Il est des magasins où l'on découvre des montagnes de savates éculées, percées, tordues, fendues, choses sans nom, sans forme, sans couleur, parmi lesquelles apparaissent çà et là quelques semelles fossiles, épaisses d'un pouce, constellées de clous comme des portes de prison, dures comme le sabot d'un cheval; véritables squelettes de chaussures, dont toutes les adhérences ont été dévorées par le temps; tout cela est moisi, racorni, troué, corrodé, et tout cela s'achète: il y a des négociants qui vivent de ce commerce.

Il existe des détaillants de ganses, franges, crêtes, cordons, effilés de soie, de coton ou de fil, provenant de la démolition de rideaux complètement hors de service.

D'autres industriels s'adonnent au commerce des chapeaux de femme: ces chapeaux n'arrivent jamais à leur boutique que dans les sacs des revendeuses, après les pérégrinations les plus étranges, les transformations les plus violentes, les décolorations les plus incroyables.
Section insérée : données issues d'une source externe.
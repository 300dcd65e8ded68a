//! Media and encode profile records
// Copyright 2025 Francisco F. Pinochet
//
// Licensed under the Apache License, Version 2.0 (the "License");
// you may not use this file except in compliance with the License.
// You may obtain a copy of the License at
//
//     http://www.apache.org/licenses/LICENSE-2.0
//
// Unless required by applicable law or agreed to in writing, software
// distributed under the License is distributed on an "AS IS" BASIS,
// WITHOUT WARRANTIES OR CONDITIONS OF ANY KIND, either express or implied.
// See the License for the specific language governing permissions and
// limitations under the License.


use chrono::{DateTime, Utc};
use serde::{Deserialize, Serialize};
use std::fmt;
use std::path::{Path, PathBuf};
use std::str::FromStr;
use uuid::Uuid;

use crate::error::TypesError;
use crate::jobs::EncodingStatus;

/// Opaque friendly token identifying a media item
#[derive(Debug, Clone, PartialEq, Eq, Hash, PartialOrd, Ord, Serialize, Deserialize)]
#[serde(transparent)]
pub struct MediaId(pub String);

impl MediaId {
    pub fn new(token: impl Into<String>) -> Self {
        Self(token.into())
    }

    pub fn as_str(&self) -> &str {
        &self.0
    }
}

impl fmt::Display for MediaId {
    fn fmt(&self, f: &mut fmt::Formatter<'_>) -> fmt::Result {
        f.write_str(&self.0)
    }
}

impl From<&str> for MediaId {
    fn from(value: &str) -> Self {
        Self(value.to_string())
    }
}

/// Encode profile identifier
pub type ProfileId = i32;

/// Kind of uploaded media, decided while probing
#[derive(Debug, Clone, Copy, PartialEq, Eq, Serialize, Deserialize)]
#[serde(rename_all = "snake_case")]
pub enum MediaType {
    Video,
    Audio,
    Image,
    Other,
}

impl MediaType {
    pub fn as_str(&self) -> &'static str {
        match self {
            MediaType::Video => "video",
            MediaType::Audio => "audio",
            MediaType::Image => "image",
            MediaType::Other => "other",
        }
    }
}

impl FromStr for MediaType {
    type Err = TypesError;

    fn from_str(s: &str) -> Result<Self, Self::Err> {
        match s {
            "video" => Ok(MediaType::Video),
            "audio" => Ok(MediaType::Audio),
            "image" => Ok(MediaType::Image),
            _ => Ok(MediaType::Other),
        }
    }
}

/// Technical metadata discovered by probing the source file
#[derive(Debug, Clone, Default, PartialEq, Serialize, Deserialize)]
pub struct MediaInfo {
    /// Duration in seconds
    pub duration: f64,
    pub width: u32,
    pub height: u32,
    /// Frames per second, already evaluated from `num/den` form
    pub frame_rate: f64,
    pub has_video: bool,
    pub has_audio: bool,
    /// Video bitrate in kbit/s
    pub video_bitrate: f64,
    pub video_codec: Option<String>,
    pub audio_codec: Option<String>,
    /// Audio bitrate in kbit/s
    pub audio_bitrate: Option<f64>,
    pub audio_sample_rate: Option<u32>,
    pub audio_channels: Option<u32>,
    pub file_size: u64,
    pub checksum: Option<String>,
}

/// An uploaded media item as seen by the pipeline.
///
/// Owned by the upload subsystem. The pipeline writes the probed fields
/// during initialization, the artifact references it produces and the
/// derived `encoding_status`.
#[derive(Debug, Clone, Serialize, Deserialize)]
pub struct SourceMedia {
    pub id: MediaId,
    pub uid: Uuid,
    pub file_path: PathBuf,
    pub media_type: MediaType,
    pub duration: Option<f64>,
    pub video_width: Option<u32>,
    pub video_height: Option<u32>,
    pub media_info: Option<MediaInfo>,
    pub encoding_status: EncodingStatus,
    pub hls_file: Option<PathBuf>,
    pub sprites: Option<PathBuf>,
    pub poster: Option<PathBuf>,
    pub created_at: DateTime<Utc>,
    pub updated_at: DateTime<Utc>,
}

impl SourceMedia {
    /// Create a freshly uploaded, not yet probed media record
    pub fn new(id: MediaId, file_path: impl Into<PathBuf>) -> Self {
        let now = Utc::now();
        Self {
            id,
            uid: Uuid::new_v4(),
            file_path: file_path.into(),
            media_type: MediaType::Other,
            duration: None,
            video_width: None,
            video_height: None,
            media_info: None,
            encoding_status: EncodingStatus::Pending,
            hls_file: None,
            sprites: None,
            poster: None,
            created_at: now,
            updated_at: now,
        }
    }

    pub fn is_video(&self) -> bool {
        self.media_type == MediaType::Video
    }

    /// Write the fields discovered while probing
    pub fn apply_probe(&mut self, media_type: MediaType, info: MediaInfo) {
        self.media_type = media_type;
        if info.has_video || info.duration > 0.0 {
            self.duration = Some(info.duration);
        }
        if info.has_video {
            self.video_width = Some(info.width);
            self.video_height = Some(info.height);
        }
        self.media_info = Some(info);
        self.updated_at = Utc::now();
    }

    /// Per-media artifact directory under the media root
    pub fn media_dir(&self, media_root: &Path) -> PathBuf {
        media_root.join(self.id.as_str())
    }

    /// File name of the original without its extension
    pub fn file_stem(&self) -> String {
        self.file_path
            .file_stem()
            .map(|s| s.to_string_lossy().into_owned())
            .unwrap_or_else(|| self.id.to_string())
    }
}

/// Target video codec family
#[derive(Debug, Clone, Copy, PartialEq, Eq, Hash, Serialize, Deserialize)]
#[serde(rename_all = "snake_case")]
pub enum Codec {
    H264,
    H265,
    Vp9,
}

impl Codec {
    pub fn as_str(&self) -> &'static str {
        match self {
            Codec::H264 => "h264",
            Codec::H265 => "h265",
            Codec::Vp9 => "vp9",
        }
    }
}

impl fmt::Display for Codec {
    fn fmt(&self, f: &mut fmt::Formatter<'_>) -> fmt::Result {
        f.write_str(self.as_str())
    }
}

impl FromStr for Codec {
    type Err = TypesError;

    fn from_str(s: &str) -> Result<Self, Self::Err> {
        match s.to_ascii_lowercase().as_str() {
            "h264" => Ok(Codec::H264),
            "h265" | "hevc" => Ok(Codec::H265),
            "vp9" => Ok(Codec::Vp9),
            other => Err(TypesError::InvalidCodec(other.to_string())),
        }
    }
}

/// Output container of a profile
#[derive(Debug, Clone, Copy, PartialEq, Eq, Hash, Serialize, Deserialize)]
#[serde(rename_all = "snake_case")]
pub enum Container {
    Mp4,
    Webm,
    Gif,
}

impl Container {
    pub fn extension(&self) -> &'static str {
        match self {
            Container::Mp4 => "mp4",
            Container::Webm => "webm",
            Container::Gif => "gif",
        }
    }
}

impl FromStr for Container {
    type Err = TypesError;

    fn from_str(s: &str) -> Result<Self, Self::Err> {
        match s.to_ascii_lowercase().as_str() {
            "mp4" => Ok(Container::Mp4),
            "webm" => Ok(Container::Webm),
            "gif" => Ok(Container::Gif),
            other => Err(TypesError::InvalidContainer(other.to_string())),
        }
    }
}

/// Named encoding target
#[derive(Debug, Clone, PartialEq, Eq, Serialize, Deserialize)]
pub struct EncodeProfile {
    pub id: ProfileId,
    pub name: String,
    pub extension: Container,
    /// Target height in pixels
    pub resolution: u32,
    pub codec: Option<Codec>,
    pub active: bool,
}

impl EncodeProfile {
    pub fn new(id: ProfileId, name: impl Into<String>, codec: Codec, resolution: u32) -> Self {
        let extension = match codec {
            Codec::Vp9 => Container::Webm,
            Codec::H264 | Codec::H265 => Container::Mp4,
        };
        Self {
            id,
            name: name.into(),
            extension,
            resolution,
            codec: Some(codec),
            active: true,
        }
    }

    /// Animated preview profile
    pub fn preview(id: ProfileId) -> Self {
        Self {
            id,
            name: "preview".to_string(),
            extension: Container::Gif,
            resolution: 0,
            codec: None,
            active: true,
        }
    }

    pub fn is_preview(&self) -> bool {
        self.extension == Container::Gif
    }
}

#[cfg(test)]
mod tests {
    use super::*;

    #[test]
    fn test_codec_aliases() {
        assert_eq!("hevc".parse::<Codec>().unwrap(), Codec::H265);
        assert_eq!("H264".parse::<Codec>().unwrap(), Codec::H264);
        assert!("av1".parse::<Codec>().is_err());
    }

    #[test]
    fn test_profile_container_follows_codec() {
        assert_eq!(EncodeProfile::new(1, "vp9-720", Codec::Vp9, 720).extension, Container::Webm);
        assert_eq!(EncodeProfile::new(2, "h264-720", Codec::H264, 720).extension, Container::Mp4);
        assert!(EncodeProfile::preview(3).is_preview());
    }

    #[test]
    fn test_apply_probe_sets_dimensions_for_video() {
        let mut media = SourceMedia::new(MediaId::from("abc"), "/media/abc/movie.mp4");
        let info = MediaInfo {
            duration: 12.5,
            width: 640,
            height: 360,
            has_video: true,
            ..Default::default()
        };
        media.apply_probe(MediaType::Video, info);

        assert_eq!(media.duration, Some(12.5));
        assert_eq!(media.video_height, Some(360));
        assert_eq!(media.file_stem(), "movie");
    }
}
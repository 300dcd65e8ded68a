//! Cinecore Types
//!
//! Shared type definitions for media records, encoding jobs, task
//! envelopes and events used across the encoding pipeline.
// Copyright 2025 Francisco F. Pinochet
//
// Licensed under the Apache License, Version 2.0 (the "License");
// you may not use this file except in compliance with the License.
// You may obtain a copy of the License at
//
//     http://www.apache.org/licenses/LICENSE-2.0
//
// Unless required by applicable law or agreed to in writing, software
// distributed under the License is distributed on an "AS IS" BASIS,
// WITHOUT WARRANTIES OR CONDITIONS OF ANY KIND, either express or implied.
// See the License for the specific language governing permissions and
// limitations under the License.


pub mod error;
pub mod events;
pub mod jobs;
pub mod media;
pub mod tasks;

pub use error::*;
pub use events::*;
pub use jobs::*;
pub use media::*;
pub use tasks::*;
#[derive(Debug, Clone, Serialize)]
pub struct MediaStatus {
    pub media_id: MediaId,
    pub media_type: MediaType,
    pub encoding_status: EncodingStatus,
    pub profiles: Vec<ProfileStatus>,
    #[serde(skip_serializing_if = "Option::is_none")]
    pub hls_file: Option<PathBuf>,
    #[serde(skip_serializing_if = "Option::is_none")]
    pub sprites: Option<PathBuf>,
    #[serde(skip_serializing_if = "Option::is_none")]
    pub poster: Option<PathBuf>,
}

/// Shared pipeline state handed to every task handler
#[derive(Clone)]
pub struct Pipeline {
    pub(crate) config: Arc<PipelineConfig>,
    pub(crate) store: Arc<dyn JobStore>,
    pub(crate) queue: Arc<dyn TaskQueue>,
    pub(crate) processes: ProcessRegistry,
    pub(crate) builder: CommandBuilder,
    pub(crate) planner: ChunkPlanner,
    pub(crate) prober: Prober,
    pub(crate) runner: ProcessRunner,
    pub(crate) classifier: FailureClassifier,
    pub(crate) retry_policy: RetryPolicy,
    pub(crate) queue_retry: RetryConfig,
}
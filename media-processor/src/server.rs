//! HTTP surface: health, encoding status and encode requests
// Copyright 2025 Francisco F. Pinochet
//
// Licensed under the Apache License, Version 2.0 (the "License");
// you may not use this file except in compliance with the License.
// You may obtain a copy of the License at
//
//     http://www.apache.org/licenses/LICENSE-2.0
//
// Unless required by applicable law or agreed to in writing, software
// distributed under the License is distributed on an "AS IS" BASIS,
// WITHOUT WARRANTIES OR CONDITIONS OF ANY KIND, either express or implied.
// See the License for the specific language governing permissions and
// limitations under the License.


use crate::error::PipelineError;
use crate::pipeline::{EncodeSubmission, MediaStatus, Pipeline};
use axum::{
    extract::{Path, State},
    http::StatusCode,
    response::{IntoResponse, Json, Response},
    routing::{get, post},
    Router,
};
use cinecore_types::{MediaId, ProfileId};
use serde::Deserialize;
use serde_json::json;
use tokio::net::TcpListener;
use tokio::signal;
use tracing::{error, info};

/// Body of `POST /media/{id}/encode`
#[derive(Debug, Clone, Default, Deserialize)]
pub struct EncodeRequest {
    /// Empty means every active profile
    #[serde(default)]
    pub profiles: Vec<ProfileId>,
    #[serde(default)]
    pub force: bool,
}

/// Error body returned by the API
#[derive(Debug)]
pub struct ApiError(PipelineError);

impl From<PipelineError> for ApiError {
    fn from(e: PipelineError) -> Self {
        ApiError(e)
    }
}

impl IntoResponse for ApiError {
    fn into_response(self) -> Response {
        let status = match &self.0 {
            PipelineError::MediaNotFound(_) | PipelineError::ProfileNotFound(_) => {
                StatusCode::NOT_FOUND
            }
            PipelineError::Config(_) | PipelineError::Types(_) => StatusCode::BAD_REQUEST,
            PipelineError::Queue(_) => StatusCode::SERVICE_UNAVAILABLE,
            _ => StatusCode::INTERNAL_SERVER_ERROR,
        };
        if status == StatusCode::INTERNAL_SERVER_ERROR {
            error!(error = %self.0, "Request failed");
        }
        (status, Json(json!({ "error": self.0.to_string() }))).into_response()
    }
}

/// HTTP server of the worker binary
pub struct ApiServer {
    port: u16,
    pipeline: Pipeline,
}

impl ApiServer {
    pub fn new(port: u16, pipeline: Pipeline) -> Self {
        Self { port, pipeline }
    }

    pub fn router(pipeline: Pipeline) -> Router {
        Router::new()
            .route("/health", get(health_check))
            .route("/api/health", get(health_check))
            .route("/media/:id/encodings", get(media_encodings))
            .route("/media/:id/encode", post(encode_media))
            .with_state(pipeline)
    }

    /// Serve until Ctrl+C or SIGTERM
    pub async fn start(self) -> anyhow::Result<()> {
        let app = Self::router(self.pipeline);

        let addr = format!("0.0.0.0:{}", self.port);
        let listener = TcpListener::bind(&addr)
            .await
            .map_err(|e| anyhow::anyhow!("Failed to bind HTTP server to {}: {}", addr, e))?;

        info!(port = self.port, "HTTP server started");

        axum::serve(listener, app)
            .with_graceful_shutdown(shutdown_signal())
            .await
            .map_err(|e| anyhow::anyhow!("HTTP server error: {}", e))?;

        info!("HTTP server stopped");
        Ok(())
    }
}

async fn health_check(State(pipeline): State<Pipeline>) -> (StatusCode, Json<serde_json::Value>) {
    let queue_connected = pipeline.queue().is_connected().await;
    let status = if queue_connected {
        StatusCode::OK
    } else {
        StatusCode::SERVICE_UNAVAILABLE
    };
    let body = json!({
        "status": if queue_connected { "ok" } else { "degraded" },
        "service": "media-processor",
        "worker": pipeline.worker_name(),
        "queue": pipeline.queue().client_type(),
        "queue_connected": queue_connected,
        "running_processes": pipeline.processes().len(),
        "timestamp": chrono::Utc::now().to_rfc3339(),
        "version": env!("CARGO_PKG_VERSION"),
    });
    (status, Json(body))
}

/// `GET /media/{id}/encodings`
pub async fn media_encodings(
    State(pipeline): State<Pipeline>,
    Path(id): Path<String>,
) -> Result<Json<MediaStatus>, ApiError> {
    let status = pipeline.media_status(&MediaId::new(id)).await?;
    Ok(Json(status))
}

/// `POST /media/{id}/encode`
pub async fn encode_media(
    State(pipeline): State<Pipeline>,
    Path(id): Path<String>,
    Json(request): Json<EncodeRequest>,
) -> Result<(StatusCode, Json<EncodeSubmission>), ApiError> {
    let media_id = MediaId::new(id);
    info!(media_id = %media_id, profiles = ?request.profiles, force = request.force, "Encode requested");
    let submission = pipeline
        .encode(&media_id, &request.profiles, request.force)
        .await?;
    Ok((StatusCode::ACCEPTED, Json(submission)))
}

/// Resolves on Ctrl+C or SIGTERM. A handler that cannot be installed is
/// logged and never fires.
async fn shutdown_signal() {
    let ctrl_c = async {
        if let Err(e) = signal::ctrl_c().await {
            error!(error = %e, "Failed to install Ctrl+C handler");
            std::future::pending::<()>().await;
        }
    };

    #[cfg(unix)]
    let terminate = async {
        match signal::unix::signal(signal::unix::SignalKind::terminate()) {
            Ok(mut sigterm) => {
                sigterm.recv().await;
            }
            Err(e) => {
                error!(error = %e, "Failed to install SIGTERM handler");
                std::future::pending::<()>().await;
            }
        }
    };

    #[cfg(not(unix))]
    let terminate = std::future::pending::<()>();

    tokio::select! {
        _ = ctrl_c => {
            info!("Shutdown signal (Ctrl+C) received");
        },
        _ = terminate => {
            info!("Shutdown signal (SIGTERM) received");
        },
    }
}

#[cfg(test)]
mod tests {
    use super::*;
    use crate::store::{JobStore, MemoryJobStore};
    use cinecore_config::PipelineConfig;
    use cinecore_types::{MediaType, SourceMedia};
    use std::sync::Arc;
    use task_queue_client::MemoryTaskQueue;

    fn pipeline(store: Arc<MemoryJobStore>) -> Pipeline {
        Pipeline::new(
            PipelineConfig::default(),
            store,
            Arc::new(MemoryTaskQueue::new()),
        )
    }

    #[tokio::test]
    async fn test_unknown_media_is_not_found() {
        let p = pipeline(Arc::new(MemoryJobStore::new()));
        let err = media_encodings(State(p), Path("missing".to_string()))
            .await
            .unwrap_err();
        assert_eq!(err.into_response().status(), StatusCode::NOT_FOUND);
    }

    #[tokio::test]
    async fn test_encode_request_for_non_video_queues_nothing() {
        let store = Arc::new(MemoryJobStore::new());
        let mut media = SourceMedia::new(MediaId::from("a1"), "/media/a1/song.mp3");
        media.media_type = MediaType::Audio;
        store.save_media(&media).await.unwrap();

        let p = pipeline(store);
        let (status, Json(submission)) = encode_media(
            State(p),
            Path("a1".to_string()),
            Json(EncodeRequest::default()),
        )
        .await
        .unwrap();
        assert_eq!(status, StatusCode::ACCEPTED);
        assert!(submission.queued.is_empty());
        assert!(submission.chunk_task.is_none());
    }

    #[test]
    fn test_encode_request_defaults() {
        let request: EncodeRequest = serde_json::from_str("{}").unwrap();
        assert!(request.profiles.is_empty());
        assert!(!request.force);
        let request: EncodeRequest =
            serde_json::from_str(r#"{"profiles": [1, 2], "force": true}"#).unwrap();
        assert_eq!(request.profiles, vec![1, 2]);
        assert!(request.force);
    }
}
Afin que les marchandises ne tiennent pas trop de place dans un magasin ordinairement grand comme une énorme boîte, on plie bien proprement ces chapeaux en deux, après quoi on les aplatit et on les empile excessivement serrés; sauf la saumure, c'est absolument le même procédé que pour la conservation des harengs; aussi ne peut-on se figurer combien, grâce à ce mode d'arrimage, il tient de ces choses dans un espace de quatre pieds carrés.

L'acheteur se présente-t-il, on soustrait ces chiffons à la haute pression qu'ils subissent, la marchande donne, d'un air dégagé, un petit coup de poing dans le fond de la forme pour la relever, défripe la passe sur son genou, et vous avez sous les yeux un objet bizarre, fantastique, qui rappelle confusément à votre souvenir ces coiffures fabuleuses, particulièrement dévolues aux ouvreuses de loges, aux tantes de figurantes ou aux duègnes des théâtres de province.

Plus loin, à l'enseigne du Goût du jour, sous les arcades de la rotonde élevée au bout de la large voie qui sépare le Temple en deux parties, sont appendus comme des ex-voto des myriades de vêtements de couleurs, de formes et de tournures encore plus exorbitantes, encore plus énormes que celles des vieux chapeaux de femme.

Ainsi on trouve des fracs gris de lin crânement rehaussés de trois rangées de boutons de cuivre à la hussarde, et chaudement ornés d'un petit collet fourré en poil de renard.

Des redingotes primitivement vert bouteille, que le temps a rendues vert pistache, bordées d'un cordonnet noir et rajeunies par une doublure écossaise bleue et jaune du plus riant effet.

Des habits dits autrefois à queue de morue, couleur d'amadou, à riche collet de panne, ornés de boutons jadis argentés, mais alors d'un rouge cuivreux.